**Data shown:**
//! Drives one unpack request from flags to a finished directory.
//!
//! Stages run strictly in order and the first failure aborts the request;
//! nothing already written is rolled back.

use std::path::PathBuf;

use dbsandbox_archive::ArchiveReport;

use crate::config::display_home;
use crate::error::UnpackError;
use crate::unpack::collab::Collaborators;
use crate::unpack::guard::check_conflicts;
use crate::unpack::request::{ArchiveReference, UnpackRequest};
use crate::unpack::resolve::{ResolvedPlan, resolve_destination, resolve_version, validate_name};

#[derive(Debug, Clone, Copy, PartialEq, Eq)]
pub enum Stage {
    Init,
    VersionResolved,
    DestinationComputed,
    NameValidated,
    ConflictChecked,
    ShellMerge,
    Extract,
    Done,
}

/// Which branch finished the request.
#[derive(Debug, Clone, PartialEq, Eq)]
pub enum Completion {
    Merged,
    Extracted { renamed_from: Option<PathBuf> },
}

#[derive(Debug, Clone, PartialEq, Eq)]
pub struct UnpackOutcome {
    pub plan: ResolvedPlan,
    pub completion: Completion,
    pub report: ArchiveReport,
}

pub struct Unpacker<C> {
    collab: C,
}

impl<C: Collaborators> Unpacker<C> {
    pub fn new(collab: C) -> Self {
        Self { collab }
    }

    pub fn collaborators(&self) -> &C {
        &self.collab
    }

    /// Resolve version, destination and bare name without touching the disk.
    pub fn plan(
        &self,
        archive: &ArchiveReference,
        request: &UnpackRequest,
    ) -> Result<ResolvedPlan, UnpackError> {
        let mut stage = Stage::Init;
        self.plan_stages(archive, request, &mut stage)
    }

    /// Run the whole request.
    pub fn run(
        &self,
        archive: &ArchiveReference,
        request: &UnpackRequest,
    ) -> Result<UnpackOutcome, UnpackError> {
        let mut stage = Stage::Init;
        let result = self.run_stages(archive, request, &mut stage);
        if let Err(err) = &result {
            tracing::debug!(stage = ?stage, kind = ?err.kind(), "unpack failed");
        }
        result
    }

    fn plan_stages(
        &self,
        archive: &ArchiveReference,
        request: &UnpackRequest,
        stage: &mut Stage,
    ) -> Result<ResolvedPlan, UnpackError> {
        if let (Some(target), false) = (&request.target_override, request.shell) {
            return Err(UnpackError::InvalidFlagCombination {
                target: target.clone(),
            });
        }

        let effective_version = resolve_version(
            archive,
            request.explicit_version.as_deref(),
            |version| self.collab.version_to_port(version),
        )?;
        advance(stage, Stage::VersionResolved);

        let destination = resolve_destination(
            &request.base_dir,
            &request.prefix,
            &effective_version,
            request.target_override.as_deref(),
        )?;
        advance(stage, Stage::DestinationComputed);

        let barename = validate_name(archive)?;
        advance(stage, Stage::NameValidated);

        Ok(ResolvedPlan {
            effective_version,
            destination,
            barename,
        })
    }

    fn run_stages(
        &self,
        archive: &ArchiveReference,
        request: &UnpackRequest,
        stage: &mut Stage,
    ) -> Result<UnpackOutcome, UnpackError> {
        let plan = self.plan_stages(archive, request, stage)?;

        check_conflicts(&request.base_dir, &plan.destination, request.shell, |path| {
            self.collab.dir_exists(path)
        })?;
        advance(stage, Stage::ConflictChecked);

        let outcome = if request.shell {
            advance(stage, Stage::ShellMerge);
            self.merge(archive, request, plan)?
        } else {
            advance(stage, Stage::Extract);
            self.extract(archive, request, plan)?
        };

        advance(stage, Stage::Done);
        Ok(outcome)
    }

    fn merge(
        &self,
        archive: &ArchiveReference,
        request: &UnpackRequest,
        plan: ResolvedPlan,
    ) -> Result<UnpackOutcome, UnpackError> {
        tracing::info!(
            "Merging shell tarball {} to {}",
            display_home(archive.path()),
            display_home(&plan.destination)
        );

        let report = self
            .collab
            .merge_shell_archive(
                archive.path(),
                &request.base_dir,
                &plan.destination,
                &plan.barename,
                request.verbosity,
            )
            .map_err(|source| UnpackError::Merge {
                archive: archive.path().to_path_buf(),
                destination: plan.destination.clone(),
                source,
            })?;

        Ok(UnpackOutcome {
            plan,
            completion: Completion::Merged,
            report,
        })
    }

    fn extract(
        &self,
        archive: &ArchiveReference,
        request: &UnpackRequest,
        plan: ResolvedPlan,
    ) -> Result<UnpackOutcome, UnpackError> {
        tracing::info!(
            "Unpacking tarball {} to {}",
            display_home(archive.path()),
            display_home(&plan.destination)
        );

        let extraction = self
            .collab
            .extract_archive(archive.path(), &request.base_dir, request.verbosity)
            .map_err(|source| UnpackError::Extraction {
                archive: archive.path().to_path_buf(),
                source,
            })?;

        if extraction.produced != plan.barename {
            tracing::warn!(
                produced = %extraction.produced,
                expected = %plan.barename,
                "tarball unpacked to an unexpected directory"
            );
        }

        let final_name = request.base_dir.join(&plan.barename);
        let renamed_from = if final_name != plan.destination {
            tracing::info!(
                "Renaming directory {} to {}",
                display_home(&final_name),
                display_home(&plan.destination)
            );
            self.collab
                .rename_dir(&final_name, &plan.destination)
                .map_err(|source| UnpackError::Rename {
                    from: final_name.clone(),
                    to: plan.destination.clone(),
                    source,
                })?;
            Some(final_name)
        } else {
            None
        };

        Ok(UnpackOutcome {
            plan,
            completion: Completion::Extracted { renamed_from },
            report: extraction.report,
        })
    }
}

fn advance(stage: &mut Stage, next: Stage) {
    tracing::debug!(from = ?*stage, to = ?next, "unpack stage");
    *stage = next;
}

**Problem details:** Transcribe the data word for word.

**Final answer:**
//! Drives one unpack request from flags to a finished directory.
//!
//! Stages run strictly in order and the first failure aborts the request;
//! nothing already written is rolled back.

use std::path::PathBuf;

use dbsandbox_archive::ArchiveReport;

use crate::config::display_home;
use crate::error::UnpackError;
use crate::unpack::collab::Collaborators;
use crate::unpack::guard::check_conflicts;
use crate::unpack::request::{ArchiveReference, UnpackRequest};
use crate::unpack::resolve::{ResolvedPlan, resolve_destination, resolve_version, validate_name};

#[derive(Debug, Clone, Copy, PartialEq, Eq)]
pub enum Stage {
    Init,
    VersionResolved,
    DestinationComputed,
    NameValidated,
    ConflictChecked,
    ShellMerge,
    Extract,
    Done,
}

/// Which branch finished the request.
#[derive(Debug, Clone, PartialEq, Eq)]
pub enum Completion {
    Merged,
    Extracted { renamed_from: Option<PathBuf> },
}

#[derive(Debug, Clone, PartialEq, Eq)]
pub struct UnpackOutcome {
    pub plan: ResolvedPlan,
    pub completion: Completion,
    pub report: ArchiveReport,
}

pub struct Unpacker<C> {
    collab: C,
}

impl<C: Collaborators> Unpacker<C> {
    pub fn new(collab: C) -> Self {
        Self { collab }
    }

    pub fn collaborators(&self) -> &C {
        &self.collab
    }

    /// Resolve version, destination and bare name without touching the disk.
    pub fn plan(
        &self,
        archive: &ArchiveReference,
        request: &UnpackRequest,
    ) -> Result<ResolvedPlan, UnpackError> {
        let mut stage = Stage::Init;
        self.plan_stages(archive, request, &mut stage)
    }

    /// Run the whole request.
    pub fn run(
        &self,
        archive: &ArchiveReference,
        request: &UnpackRequest,
    ) -> Result<UnpackOutcome, UnpackError> {
        let mut stage = Stage::Init;
        let result = self.run_stages(archive, request, &mut stage);
        if let Err(err) = &result {
            tracing::debug!(stage = ?stage, kind = ?err.kind(), "unpack failed");
        }
        result
    }

    fn plan_stages(
        &self,
        archive: &ArchiveReference,
        request: &UnpackRequest,
        stage: &mut Stage,
    ) -> Result<ResolvedPlan, UnpackError> {
        if let (Some(target), false) = (&request.target_override, request.shell) {
            return Err(UnpackError::InvalidFlagCombination {
                target: target.clone(),
            });
        }

        let effective_version = resolve_version(
            archive,
            request.explicit_version.as_deref(),
            |version| self.collab.version_to_port(version),
        )?;
        advance(stage, Stage::VersionResolved);

        let destination = resolve_destination(
            &request.base_dir,
            &request.prefix,
            &effective_version,
            request.target_override.as_deref(),
        )?;
        advance(stage, Stage::DestinationComputed);

        let barename = validate_name(archive)?;
        advance(stage, Stage::NameValidated);

        Ok(ResolvedPlan {
            effective_version,
            destination,
            barename,
        })
    }

    fn run_stages(
        &self,
        archive: &ArchiveReference,
        request: &UnpackRequest,
        stage: &mut Stage,
    ) -> Result<UnpackOutcome, UnpackError> {
        let plan = self.plan_stages(archive, request, stage)?;

        check_conflicts(&request.base_dir, &plan.destination, request.shell, |path| {
            self.collab.dir_exists(path)
        })?;
        advance(stage, Stage::ConflictChecked);

        let outcome = if request.shell {
            advance(stage, Stage::ShellMerge);
            self.merge(archive, request, plan)?
        } else {
            advance(stage, Stage::Extract);
            self.extract(archive, request, plan)?
        };

        advance(stage, Stage::Done);
        Ok(outcome)
    }

    fn merge(
        &self,
        archive: &ArchiveReference,
        request: &UnpackRequest,
        plan: ResolvedPlan,
    ) -> Result<UnpackOutcome, UnpackError> {
        tracing::info!(
            "Merging shell tarball {} to {}",
            display_home(archive.path()),
            display_home(&plan.destination)
        );

        let report = self
            .collab
            .merge_shell_archive(
                archive.path(),
                &request.base_dir,
                &plan.destination,
                &plan.barename,
                request.verbosity,
            )
            .map_err(|source| UnpackError::Merge {
                archive: archive.path().to_path_buf(),
                destination: plan.destination.clone(),
                source,
            })?;

        Ok(UnpackOutcome {
            plan,
            completion: Completion::Merged,
            report,
        })
    }

    fn extract(
        &self,
        archive: &ArchiveReference,
        request: &UnpackRequest,
        plan: ResolvedPlan,
    ) -> Result<UnpackOutcome, UnpackError> {
        tracing::info!(
            "Unpacking tarball {} to {}",
            display_home(archive.path()),
            display_home(&plan.destination)
        );

        let extraction = self
            .collab
            .extract_archive(archive.path(), &request.base_dir, request.verbosity)
            .map_err(|source| UnpackError::Extraction {
                archive: archive.path().to_path_buf(),
                source,
            })?;

        if extraction.produced != plan.barename {
            tracing::warn!(
                produced = %extraction.produced,
                expected = %plan.barename,
                "tarball unpacked to an unexpected directory"
            );
        }

        let final_name = request.base_dir.join(&plan.barename);
        let renamed_from = if final_name != plan.destination {
            tracing::info!(
                "Renaming directory {} to {}",
                display_home(&final_name),
                display_home(&plan.destination)
            );
            self.collab
                .rename_dir(&final_name, &plan.destination)
                .map_err(|source| UnpackError::Rename {
                    from: final_name.clone(),
                    to: plan.destination.clone(),
                    source,
                })?;
            Some(final_name)
        } else {
            None
        };

        Ok(UnpackOutcome {
            plan,
            completion: Completion::Extracted { renamed_from },
            report: extraction.report,
        })
    }
}

fn advance(stage: &mut Stage, next: Stage) {
    tracing::debug!(from = ?*stage, to = ?next, "unpack stage");
    *stage = next;
}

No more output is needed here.